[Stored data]
>>>>>

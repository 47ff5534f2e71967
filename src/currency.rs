//! Currencies and amounts in minor units.
//!
//! Every monetary value in the application is an integer number of the
//! currency's minor units (cents for USD), so no arithmetic is ever done on
//! floating point amounts except where a formula demands it.

use serde::Serialize;
use validator::ValidationError;

/// Largest amount, in minor units, accepted as input or produced by a
/// calculation. Sums over many such amounts still fit in an `i64`.
pub const MAX_AMOUNT: i64 = 1_000_000_000_000_000;

/// Whether `amount` is within [`MAX_AMOUNT`] in either direction.
pub fn amount_in_range(amount: i64) -> bool {
    amount.unsigned_abs() <= MAX_AMOUNT.unsigned_abs()
}

pub(crate) fn amount_too_large(code: &'static str) -> ValidationError {
    let mut error = ValidationError::new(code);
    error.message = Some(format!("Amounts may not exceed {}.", MAX_AMOUNT).into());
    error
}

#[derive(Clone, Debug, Hash, Eq, PartialEq, Serialize, sqlx::FromRow)]
#[serde(rename_all = "camelCase")]
pub struct Currency {
    code: String,
    symbol: String,
    minor_units: i16,
}

#[derive(Debug, Eq, PartialEq)]
pub enum CurrencyParseError {
    /// The provided amount could not be parsed as a number.
    InvalidNumber(String),
    /// The provided amount included more decimal places than the currency's
    /// minor units allow. The second value is the number of decimals given.
    TooManyDecimals(Currency, usize),
}

impl std::fmt::Display for CurrencyParseError {
    fn fmt(&self, f: &mut std::fmt::Formatter<'_>) -> std::fmt::Result {
        match self {
            Self::InvalidNumber(raw) => write!(f, "'{}' is not a valid amount", raw),
            Self::TooManyDecimals(currency, decimals) => write!(
                f,
                "{} allows {} decimal places but {} were given",
                currency.code, currency.minor_units, decimals
            ),
        }
    }
}

impl Currency {
    /// Construct a new currency.
    ///
    /// # Examples
    ///
    /// ```
    /// # use expense_tracker_api::currency::Currency;
    /// let usd = Currency::new("USD", "$", 2);
    /// assert_eq!("12.50", usd.format_value(1250));
    /// ```
    pub fn new(code: &str, symbol: &str, minor_units: u8) -> Self {
        Self {
            code: code.to_owned(),
            symbol: symbol.to_owned(),
            minor_units: minor_units.into(),
        }
    }

    pub fn usd() -> Self {
        Self::new("USD", "$", 2)
    }

    pub fn code(&self) -> &str {
        &self.code
    }

    pub fn symbol(&self) -> &str {
        &self.symbol
    }

    pub fn minor_units(&self) -> usize {
        usize::try_from(self.minor_units).unwrap_or(0)
    }

    /// Parse an amount from a string representation.
    ///
    /// The amount may include whitespace, `,` separators and a leading
    /// currency symbol. The result is an integer in the currency's minor
    /// units: `amount * 10^n` where `n` is the currency's minor units.
    pub fn parse_amount(&self, raw_amount: &str) -> Result<i64, CurrencyParseError> {
        let cleaned_amount: String = raw_amount
            .trim()
            .trim_start_matches(self.symbol.as_str())
            .chars()
            .filter(|c| *c != ',' && !c.is_whitespace())
            .collect();

        let number_to_parse = match cleaned_amount.rsplit_once('.') {
            // The number has no decimals, so pad it with the appropriate number
            // of zeroes for the currency.
            None => format!("{}{}", cleaned_amount, "0".repeat(self.minor_units())),
            Some((whole_part, decimal_part)) => {
                if decimal_part.len() > self.minor_units() {
                    return Err(CurrencyParseError::TooManyDecimals(
                        self.clone(),
                        decimal_part.len(),
                    ));
                }

                format!(
                    "{}{:0<width$}",
                    whole_part,
                    decimal_part,
                    width = self.minor_units(),
                )
            }
        };

        let number_to_parse = match number_to_parse.as_str() {
            "-" | "" => "0".to_owned(),
            _ => number_to_parse,
        };

        number_to_parse
            .parse()
            .map_err(|_| CurrencyParseError::InvalidNumber(raw_amount.to_owned()))
    }

    /// Format a minor-unit value as a plain decimal string, eg `-0.07`.
    pub fn format_value(&self, value: i64) -> String {
        let sign = if value.is_negative() { "-" } else { "" };
        let amount_str = value.unsigned_abs().to_string();

        if self.minor_units() == 0 {
            return format!("{}{}", sign, amount_str);
        }

        // Pad so there is always at least one whole digit before the decimal
        // point.
        let padded = format!("{:0>width$}", amount_str, width = self.minor_units() + 1);
        let decimal_location = padded.len() - self.minor_units();

        format!(
            "{}{}.{}",
            sign,
            &padded[..decimal_location],
            &padded[decimal_location..]
        )
    }

    /// Format with the currency symbol, eg `-$12.50`.
    pub fn display(&self, value: i64) -> String {
        let formatted = self.format_value(value.abs());

        if value.is_negative() {
            format!("-{}{}", self.symbol, formatted)
        } else {
            format!("{}{}", self.symbol, formatted)
        }
    }

    /// Round a floating point amount that is already expressed in minor units
    /// to the nearest whole minor unit.
    pub fn round_minor(value: f64) -> i64 {
        value.round() as i64
    }
}

#[cfg(test)]
mod test {
    use super::*;

    fn currency(minor_units: u8) -> Currency {
        match minor_units {
            0 => Currency::new("JPY", "¥", 0),
            2 => Currency::usd(),
            units => Currency::new("XXM", "", units),
        }
    }

    #[test]
    fn format_value_pads_small_amounts() {
        assert_eq!("0.07", currency(2).format_value(7));
        assert_eq!("0.70", currency(2).format_value(70));
        assert_eq!("123.45", currency(2).format_value(12345));
    }

    #[test]
    fn format_negative_decimal() {
        assert_eq!("-0.07", currency(2).format_value(-7));
    }

    #[test]
    fn format_without_minor_units() {
        assert_eq!("1500", currency(0).format_value(1500));
    }

    #[test]
    fn display_places_sign_before_symbol() {
        assert_eq!("-$12.50", currency(2).display(-1250));
        assert_eq!("$0.00", currency(2).display(0));
    }

    #[test]
    fn parse_amount_whole_number_is_padded() {
        assert_eq!(1200, currency(2).parse_amount("12").unwrap());
        assert_eq!(12, currency(0).parse_amount("12").unwrap());
    }

    #[test]
    fn parse_amount_strips_symbol_and_separators() {
        assert_eq!(123450, currency(2).parse_amount(" $1,234.50 ").unwrap());
        assert_eq!(8675309, currency(0).parse_amount("8 675 309").unwrap());
    }

    #[test]
    fn parse_amount_partial_decimals() {
        assert_eq!(7, currency(2).parse_amount(".07").unwrap());
        assert_eq!(10, currency(2).parse_amount("0.1").unwrap());
        assert_eq!(-3142, currency(3).parse_amount("-3.142").unwrap());
    }

    #[test]
    fn parse_amount_invalid_number() {
        assert_eq!(
            CurrencyParseError::InvalidNumber("squirrel".to_owned()),
            currency(2).parse_amount("squirrel").unwrap_err()
        );
    }

    #[test]
    fn parse_amount_too_many_decimals() {
        let usd = currency(2);

        assert_eq!(
            CurrencyParseError::TooManyDecimals(usd.clone(), 3),
            usd.parse_amount("1.005").unwrap_err()
        );
    }
}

<<<<<

All the records above need to be restated exactly, line by line.

repository 47ff5534f2e71967
filename src/currency.rs
//! Currencies and amounts in minor units.
//!
//! Every monetary value in the application is an integer number of the
//! currency's minor units (cents for USD), so no arithmetic is ever done on
//! floating point amounts except where a formula demands it.

use serde::Serialize;
use validator::ValidationError;

/// Largest amount, in minor units, accepted as input or produced by a
/// calculation. Sums over many such amounts still fit in an `i64`.
pub const MAX_AMOUNT: i64 = 1_000_000_000_000_000;

/// Whether `amount` is within [`MAX_AMOUNT`] in either direction.
pub fn amount_in_range(amount: i64) -> bool {
    amount.unsigned_abs() <= MAX_AMOUNT.unsigned_abs()
}

pub(crate) fn amount_too_large(code: &'static str) -> ValidationError {
    let mut error = ValidationError::new(code);
    error.message = Some(format!("Amounts may not exceed {}.", MAX_AMOUNT).into());
    error
}

#[derive(Clone, Debug, Hash, Eq, PartialEq, Serialize, sqlx::FromRow)]
#[serde(rename_all = "camelCase")]
pub struct Currency {
    code: String,
    symbol: String,
    minor_units: i16,
}

#[derive(Debug, Eq, PartialEq)]
pub enum CurrencyParseError {
    /// The provided amount could not be parsed as a number.
    InvalidNumber(String),
    /// The provided amount included more decimal places than the currency's
    /// minor units allow. The second value is the number of decimals given.
    TooManyDecimals(Currency, usize),
}

impl std::fmt::Display for CurrencyParseError {
    fn fmt(&self, f: &mut std::fmt::Formatter<'_>) -> std::fmt::Result {
        match self {
            Self::InvalidNumber(raw) => write!(f, "'{}' is not a valid amount", raw),
            Self::TooManyDecimals(currency, decimals) => write!(
                f,
                "{} allows {} decimal places but {} were given",
                currency.code, currency.minor_units, decimals
            ),
        }
    }
}

impl Currency {
    /// Construct a new currency.
    ///
    /// # Examples
    ///
    /// ```
    /// # use expense_tracker_api::currency::Currency;
    /// let usd = Currency::new("USD", "$", 2);
    /// assert_eq!("12.50", usd.format_value(1250));
    /// ```
    pub fn new(code: &str, symbol: &str, minor_units: u8) -> Self {
        Self {
            code: code.to_owned(),
            symbol: symbol.to_owned(),
            minor_units: minor_units.into(),
        }
    }

    pub fn usd() -> Self {
        Self::new("USD", "$", 2)
    }

    pub fn code(&self) -> &str {
        &self.code
    }

    pub fn symbol(&self) -> &str {
        &self.symbol
    }

    pub fn minor_units(&self) -> usize {
        usize::try_from(self.minor_units).unwrap_or(0)
    }

    /// Parse an amount from a string representation.
    ///
    /// The amount may include whitespace, `,` separators and a leading
    /// currency symbol. The result is an integer in the currency's minor
    /// units: `amount * 10^n` where `n` is the currency's minor units.
    pub fn parse_amount(&self, raw_amount: &str) -> Result<i64, CurrencyParseError> {
        let cleaned_amount: String = raw_amount
            .trim()
            .trim_start_matches(self.symbol.as_str())
            .chars()
            .filter(|c| *c != ',' && !c.is_whitespace())
            .collect();

        let number_to_parse = match cleaned_amount.rsplit_once('.') {
            // The number has no decimals, so pad it with the appropriate number
            // of zeroes for the currency.
            None => format!("{}{}", cleaned_amount, "0".repeat(self.minor_units())),
            Some((whole_part, decimal_part)) => {
                if decimal_part.len() > self.minor_units() {
                    return Err(CurrencyParseError::TooManyDecimals(
                        self.clone(),
                        decimal_part.len(),
                    ));
                }

                format!(
                    "{}{:0<width$}",
                    whole_part,
                    decimal_part,
                    width = self.minor_units(),
                )
            }
        };

        let number_to_parse = match number_to_parse.as_str() {
            "-" | "" => "0".to_owned(),
            _ => number_to_parse,
        };

        number_to_parse
            .parse()
            .map_err(|_| CurrencyParseError::InvalidNumber(raw_amount.to_owned()))
    }

    /// Format a minor-unit value as a plain decimal string, eg `-0.07`.
    pub fn format_value(&self, value: i64) -> String {
        let sign = if value.is_negative() { "-" } else { "" };
        let amount_str = value.unsigned_abs().to_string();

        if self.minor_units() == 0 {
            return format!("{}{}", sign, amount_str);
        }

        // Pad so there is always at least one whole digit before the decimal
        // point.
        let padded = format!("{:0>width$}", amount_str, width = self.minor_units() + 1);
        let decimal_location = padded.len() - self.minor_units();

        format!(
            "{}{}.{}",
            sign,
            &padded[..decimal_location],
            &padded[decimal_location..]
        )
    }

    /// Format with the currency symbol, eg `-$12.50`.
    pub fn display(&self, value: i64) -> String {
        let formatted = self.format_value(value.abs());

        if value.is_negative() {
            format!("-{}{}", self.symbol, formatted)
        } else {
            format!("{}{}", self.symbol, formatted)
        }
    }

    /// Round a floating point amount that is already expressed in minor units
    /// to the nearest whole minor unit.
    pub fn round_minor(value: f64) -> i64 {
        value.round() as i64
    }
}

#[cfg(test)]
mod test {
    use super::*;

    fn currency(minor_units: u8) -> Currency {
        match minor_units {
            0 => Currency::new("JPY", "¥", 0),
            2 => Currency::usd(),
            units => Currency::new("XXM", "", units),
        }
    }

    #[test]
    fn format_value_pads_small_amounts() {
        assert_eq!("0.07", currency(2).format_value(7));
        assert_eq!("0.70", currency(2).format_value(70));
        assert_eq!("123.45", currency(2).format_value(12345));
    }

    #[test]
    fn format_negative_decimal() {
        assert_eq!("-0.07", currency(2).format_value(-7));
    }

    #[test]
    fn format_without_minor_units() {
        assert_eq!("1500", currency(0).format_value(1500));
    }

    #[test]
    fn display_places_sign_before_symbol() {
        assert_eq!("-$12.50", currency(2).display(-1250));
        assert_eq!("$0.00", currency(2).display(0));
    }

    #[test]
    fn parse_amount_whole_number_is_padded() {
        assert_eq!(1200, currency(2).parse_amount("12").unwrap());
        assert_eq!(12, currency(0).parse_amount("12").unwrap());
    }

    #[test]
    fn parse_amount_strips_symbol_and_separators() {
        assert_eq!(123450, currency(2).parse_amount(" $1,234.50 ").unwrap());
        assert_eq!(8675309, currency(0).parse_amount("8 675 309").unwrap());
    }

    #[test]
    fn parse_amount_partial_decimals() {
        assert_eq!(7, currency(2).parse_amount(".07").unwrap());
        assert_eq!(10, currency(2).parse_amount("0.1").unwrap());
        assert_eq!(-3142, currency(3).parse_amount("-3.142").unwrap());
    }

    #[test]
    fn parse_amount_invalid_number() {
        assert_eq!(
            CurrencyParseError::InvalidNumber("squirrel".to_owned()),
            currency(2).parse_amount("squirrel").unwrap_err()
        );
    }

    #[test]
    fn parse_amount_too_many_decimals() {
        let usd = currency(2);

        assert_eq!(
            CurrencyParseError::TooManyDecimals(usd.clone(), 3),
            usd.parse_amount("1.005").unwrap_err()
        );
    }
}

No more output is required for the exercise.